== Records for the exercise

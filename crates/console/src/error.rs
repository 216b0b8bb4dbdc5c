// Copyright (C) 2026 Fred Clausen
// Use of this source code is governed by an MIT-style
// license that can be found in the LICENSE file or at
// https://opensource.org/licenses/MIT.

//! Errors reported at the console boundary.

use doorbook::CoreError;
use doorbook_domain::DomainError;
use doorbook_store::PersistenceError;
use thiserror::Error;

/// Errors a console session reports to its host.
///
/// Only `Validation` and `NotFound` come from operator input. Both leave the
/// roster untouched.
#[derive(Debug, Clone, PartialEq, Eq, Error)]
pub enum ConsoleError {
    /// The operation was rejected by a roster rule.
    #[error("Validation failed: {0}")]
    Validation(CoreError),
    /// The operation named a worker or cart that does not exist.
    #[error("Not found: {0}")]
    NotFound(CoreError),
    /// The store could not be read.
    #[error("Storage failure: {0}")]
    Storage(#[from] PersistenceError),
    /// The console configuration could not be used.
    #[error("Invalid configuration: {reason}")]
    Configuration {
        /// What was wrong with it.
        reason: String,
    },
    /// A CSV import could not be read at all.
    #[error("Invalid CSV: {reason}")]
    InvalidCsv {
        /// What was wrong with it.
        reason: String,
    },
}

impl ConsoleError {
    /// Returns true if the operator can correct the input and retry.
    #[must_use]
    pub const fn is_recoverable(&self) -> bool {
        matches!(self, Self::Validation(_) | Self::NotFound(_))
    }
}

impl From<CoreError> for ConsoleError {
    fn from(err: CoreError) -> Self {
        if err.is_not_found() {
            Self::NotFound(err)
        } else {
            Self::Validation(err)
        }
    }
}

impl From<DomainError> for ConsoleError {
    fn from(err: DomainError) -> Self {
        Self::from(CoreError::from(err))
    }
}

impl From<csv::Error> for ConsoleError {
    fn from(err: csv::Error) -> Self {
        Self::InvalidCsv {
            reason: err.to_string(),
        }
    }
}
// Copyright (C) 2026 Fred Clausen
// Use of this source code is governed by an MIT-style
// license that can be found in the LICENSE file or at
// https://opensource.org/licenses/MIT.

use crate::booking_status::BookingStatus;
use crate::calendar::CalendarDay;
use crate::error::DomainError;
use crate::payout_record::{PayoutRecord, PayoutSnapshot};
use serde::{Deserialize, Serialize};
use std::str::FromStr;

/// A worker's stable contractor number.
///
/// Surrounding whitespace is dropped; the number is otherwise kept verbatim
/// because booking exports match on it exactly.
#[derive(Debug, Clone, PartialEq, Eq, Hash, PartialOrd, Ord, Serialize, Deserialize)]
#[serde(transparent)]
pub struct WorkerNumber(String);

impl WorkerNumber {
    /// Creates a new `WorkerNumber`.
    #[must_use]
    pub fn new(value: &str) -> Self {
        Self(value.trim().to_string())
    }

    /// Returns the number as a string slice.
    #[must_use]
    pub fn value(&self) -> &str {
        &self.0
    }
}

impl std::fmt::Display for WorkerNumber {
    fn fmt(&self, f: &mut std::fmt::Formatter<'_>) -> std::fmt::Result {
        write!(f, "{}", self.0)
    }
}

/// Seniority class of a worker.
#[derive(Debug, Clone, Copy, PartialEq, Eq, Hash, Serialize, Deserialize, Default)]
pub enum Tenure {
    #[default]
    Rookie,
    Alumni,
}

impl Tenure {
    /// Returns the string representation of the tenure.
    #[must_use]
    pub const fn as_str(&self) -> &'static str {
        match self {
            Self::Rookie => "Rookie",
            Self::Alumni => "Alumni",
        }
    }
}

impl FromStr for Tenure {
    type Err = DomainError;

    fn from_str(s: &str) -> Result<Self, Self::Err> {
        match s.trim().to_lowercase().as_str() {
            "rookie" => Ok(Self::Rookie),
            "alumni" => Ok(Self::Alumni),
            _ => Err(DomainError::InvalidTenure(s.to_string())),
        }
    }
}

impl std::fmt::Display for Tenure {
    fn fmt(&self, f: &mut std::fmt::Formatter<'_>) -> std::fmt::Result {
        write!(f, "{}", self.as_str())
    }
}

/// How a season's workers are organized into sales units.
#[derive(Debug, Clone, Copy, PartialEq, Eq, Hash, Serialize, Deserialize, Default)]
pub enum SeasonType {
    /// Each worker runs their own route under a route manager.
    #[default]
    Individual,
    /// Workers are grouped into carts.
    Team,
    /// Service crews; organized like individual seasons.
    Service,
}

impl SeasonType {
    /// Returns the string representation of the season type.
    #[must_use]
    pub const fn as_str(&self) -> &'static str {
        match self {
            Self::Individual => "Individual",
            Self::Team => "Team",
            Self::Service => "Service",
        }
    }

    /// Returns true if workers are assigned to carts rather than directly
    /// to route managers.
    #[must_use]
    pub const fn uses_carts(&self) -> bool {
        matches!(self, Self::Team)
    }
}

impl FromStr for SeasonType {
    type Err = DomainError;

    fn from_str(s: &str) -> Result<Self, Self::Err> {
        match s.trim().to_lowercase().as_str() {
            "individual" => Ok(Self::Individual),
            "team" => Ok(Self::Team),
            "service" => Ok(Self::Service),
            _ => Err(DomainError::InvalidSeasonType(s.to_string())),
        }
    }
}

impl std::fmt::Display for SeasonType {
    fn fmt(&self, f: &mut std::fmt::Formatter<'_>) -> std::fmt::Result {
        write!(f, "{}", self.as_str())
    }
}

/// A cart identifier. Carts are numbered from 1.
#[derive(Debug, Clone, Copy, PartialEq, Eq, Hash, PartialOrd, Ord, Serialize, Deserialize)]
#[serde(try_from = "u32", into = "u32")]
pub struct CartId(u32);

impl CartId {
    /// Creates a new `CartId`.
    ///
    /// # Errors
    ///
    /// Returns `DomainError::InvalidCartId` for zero.
    pub const fn new(id: u32) -> Result<Self, DomainError> {
        if id == 0 {
            return Err(DomainError::InvalidCartId(id));
        }
        Ok(Self(id))
    }

    /// Returns the numeric id.
    #[must_use]
    pub const fn value(&self) -> u32 {
        self.0
    }
}

impl TryFrom<u32> for CartId {
    type Error = DomainError;

    fn try_from(value: u32) -> Result<Self, Self::Error> {
        Self::new(value)
    }
}

impl From<CartId> for u32 {
    fn from(id: CartId) -> Self {
        id.0
    }
}

impl std::fmt::Display for CartId {
    fn fmt(&self, f: &mut std::fmt::Formatter<'_>) -> std::fmt::Result {
        write!(f, "{}", self.0)
    }
}

/// A supervisor that a worker or cart reports to for the day.
#[derive(Debug, Clone, PartialEq, Eq, Hash, Serialize, Deserialize)]
pub struct RouteManager {
    /// Full display name.
    pub name: String,
    /// Short initials shown on route sheets.
    pub initials: String,
}

impl RouteManager {
    /// Creates a route manager, deriving initials from the name.
    #[must_use]
    pub fn new(name: &str) -> Self {
        let name: String = name.trim().to_string();
        let initials: String = initials_for(&name);
        Self { name, initials }
    }
}

/// Derives initials from a full name.
///
/// Uses the first letter of the first and last whitespace-separated parts,
/// uppercased. A single-part name yields one letter; a blank name yields an
/// empty string.
#[must_use]
pub fn initials_for(name: &str) -> String {
    let mut parts = name.split_whitespace();
    let first: Option<&str> = parts.next();
    let last: Option<&str> = parts.next_back();

    [first, last]
        .into_iter()
        .flatten()
        .filter_map(|part| part.chars().next())
        .flat_map(char::to_uppercase)
        .collect()
}

/// What a worker is attached to for the current operating day.
#[derive(Debug, Clone, PartialEq, Eq, Serialize, Deserialize, Default)]
#[serde(tag = "kind", rename_all = "snake_case")]
pub enum Assignment {
    #[default]
    Unassigned,
    /// Reports directly to a route manager.
    RouteManager { manager: RouteManager },
    /// Works in a cart.
    Cart { cart_id: CartId },
}

impl Assignment {
    /// Returns true if the worker is attached to a sales unit.
    #[must_use]
    pub const fn is_assigned(&self) -> bool {
        !matches!(self, Self::Unassigned)
    }

    /// Returns the cart id for cart assignments.
    #[must_use]
    pub const fn cart_id(&self) -> Option<CartId> {
        match self {
            Self::Cart { cart_id } => Some(*cart_id),
            Self::Unassigned | Self::RouteManager { .. } => None,
        }
    }
}

/// Whether a worker has showed up for the current operating day.
#[derive(Debug, Clone, Copy, PartialEq, Eq, Serialize, Deserialize, Default)]
#[serde(tag = "attendance", rename_all = "snake_case")]
pub enum AttendanceToday {
    #[default]
    NotShown,
    Showed { date: CalendarDay },
}

impl AttendanceToday {
    /// Returns true if the worker showed on `day`.
    #[must_use]
    pub fn showed_on(&self, day: CalendarDay) -> bool {
        matches!(self, Self::Showed { date } if *date == day)
    }

    /// Returns the day the worker showed, if any.
    #[must_use]
    pub const fn showed_date(&self) -> Option<CalendarDay> {
        match self {
            Self::NotShown => None,
            Self::Showed { date } => Some(*date),
        }
    }
}

/// Confirmation calls for a worker booked on the next operating day.
#[derive(Debug, Clone, Copy, PartialEq, Eq, Serialize, Deserialize, Default)]
pub struct Confirmation {
    pub confirmed: bool,
    pub left_message: u32,
    pub not_available: u32,
}

/// How a worker's previous operating day ended.
#[derive(Debug, Clone, Copy, PartialEq, Eq, Hash, Serialize, Deserialize)]
#[serde(rename_all = "snake_case")]
pub enum DayClose {
    /// Showed up and worked.
    Worked,
    /// Was converted to a no-show by attendance finalization.
    NoShow,
    /// Was due but never showed, and the day was never finalized.
    Lapsed,
}

impl DayClose {
    /// Returns the string representation of the day close.
    #[must_use]
    pub const fn as_str(&self) -> &'static str {
        match self {
            Self::Worked => "worked",
            Self::NoShow => "no_show",
            Self::Lapsed => "lapsed",
        }
    }
}

/// Contact details as imported from the roster.
#[derive(Debug, Clone, PartialEq, Eq, Serialize, Deserialize, Default)]
pub struct ContactInfo {
    pub cell_phone: Option<String>,
    pub home_phone: Option<String>,
    pub email: Option<String>,
    pub address: Option<String>,
    pub city: Option<String>,
    pub shuttle_line: Option<String>,
}

/// Pre-season counters carried over from earlier years.
#[derive(Debug, Clone, Copy, PartialEq, Eq, Serialize, Deserialize, Default)]
pub struct PriorSeasons {
    pub days_worked: u32,
    pub aeration_silvers: u32,
    pub rejuvenation_silvers: u32,
    pub sealing_silvers: u32,
    pub cleaning_silvers: u32,
}

/// One field-sales representative and their state for the season.
#[derive(Debug, Clone, PartialEq, Eq, Serialize, Deserialize)]
pub struct Worker {
    pub worker_number: WorkerNumber,
    pub first_name: String,
    pub last_name: String,
    #[serde(default)]
    pub contact: ContactInfo,
    #[serde(default)]
    pub tenure: Tenure,
    /// Days worked this season. Only ever incremented.
    #[serde(default)]
    pub days_worked: u32,
    #[serde(default)]
    pub prior_seasons: PriorSeasons,
    #[serde(default)]
    pub booking_status: BookingStatus,
    #[serde(default)]
    pub attendance: AttendanceToday,
    #[serde(default)]
    pub assignment: Assignment,
    #[serde(default)]
    pub confirmation: Confirmation,
    /// Only ever incremented.
    #[serde(default)]
    pub no_shows: u32,
    #[serde(default)]
    pub payout: PayoutSnapshot,
    #[serde(default)]
    pub payout_history: Vec<PayoutRecord>,
    #[serde(default)]
    pub last_day_close: Option<DayClose>,
}

impl Worker {
    /// Creates an unbooked rookie with no history.
    #[must_use]
    pub fn new(worker_number: WorkerNumber, first_name: &str, last_name: &str) -> Self {
        Self {
            worker_number,
            first_name: first_name.trim().to_string(),
            last_name: last_name.trim().to_string(),
            contact: ContactInfo::default(),
            tenure: Tenure::default(),
            days_worked: 0,
            prior_seasons: PriorSeasons::default(),
            booking_status: BookingStatus::default(),
            attendance: AttendanceToday::default(),
            assignment: Assignment::default(),
            confirmation: Confirmation::default(),
            no_shows: 0,
            payout: PayoutSnapshot::default(),
            payout_history: Vec::new(),
            last_day_close: None,
        }
    }

    /// Returns "First Last".
    #[must_use]
    pub fn full_name(&self) -> String {
        format!("{} {}", self.first_name, self.last_name)
            .trim()
            .to_string()
    }

    /// Days worked across all seasons.
    ///
    /// Rookies have no prior seasons, so this equals `days_worked` for them.
    #[must_use]
    pub const fn total_days_worked(&self) -> u32 {
        match self.tenure {
            Tenure::Rookie => self.days_worked,
            Tenure::Alumni => self.prior_seasons.days_worked.saturating_add(self.days_worked),
        }
    }

    /// Returns true if the worker showed on `today`.
    #[must_use]
    pub fn showed_on(&self, today: CalendarDay) -> bool {
        self.attendance.showed_on(today)
    }

    /// Returns true if the worker is booked to work on `today`.
    #[must_use]
    pub fn is_due_on(&self, today: CalendarDay) -> bool {
        self.booking_status.is_due_on(today)
    }

    /// Returns the payout history record for `date`, if one exists.
    #[must_use]
    pub fn payout_record_for(&self, date: CalendarDay) -> Option<&PayoutRecord> {
        self.payout_history.iter().find(|record| record.date == date)
    }
}

/// A Team-mode sales unit.
#[derive(Debug, Clone, PartialEq, Eq, Serialize, Deserialize)]
pub struct Cart {
    pub id: CartId,
    #[serde(default)]
    pub route_manager: Option<RouteManager>,
}

impl Cart {
    /// Creates an empty cart.
    #[must_use]
    pub const fn new(id: CartId) -> Self {
        Self {
            id,
            route_manager: None,
        }
    }
}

====

* Task to carry out: Write out every line in the data that holds the string "ConsoleError".

* Exercise answer:
pub enum ConsoleError {
impl ConsoleError {
impl From<CoreError> for ConsoleError {
impl From<DomainError> for ConsoleError {
impl From<csv::Error> for ConsoleError {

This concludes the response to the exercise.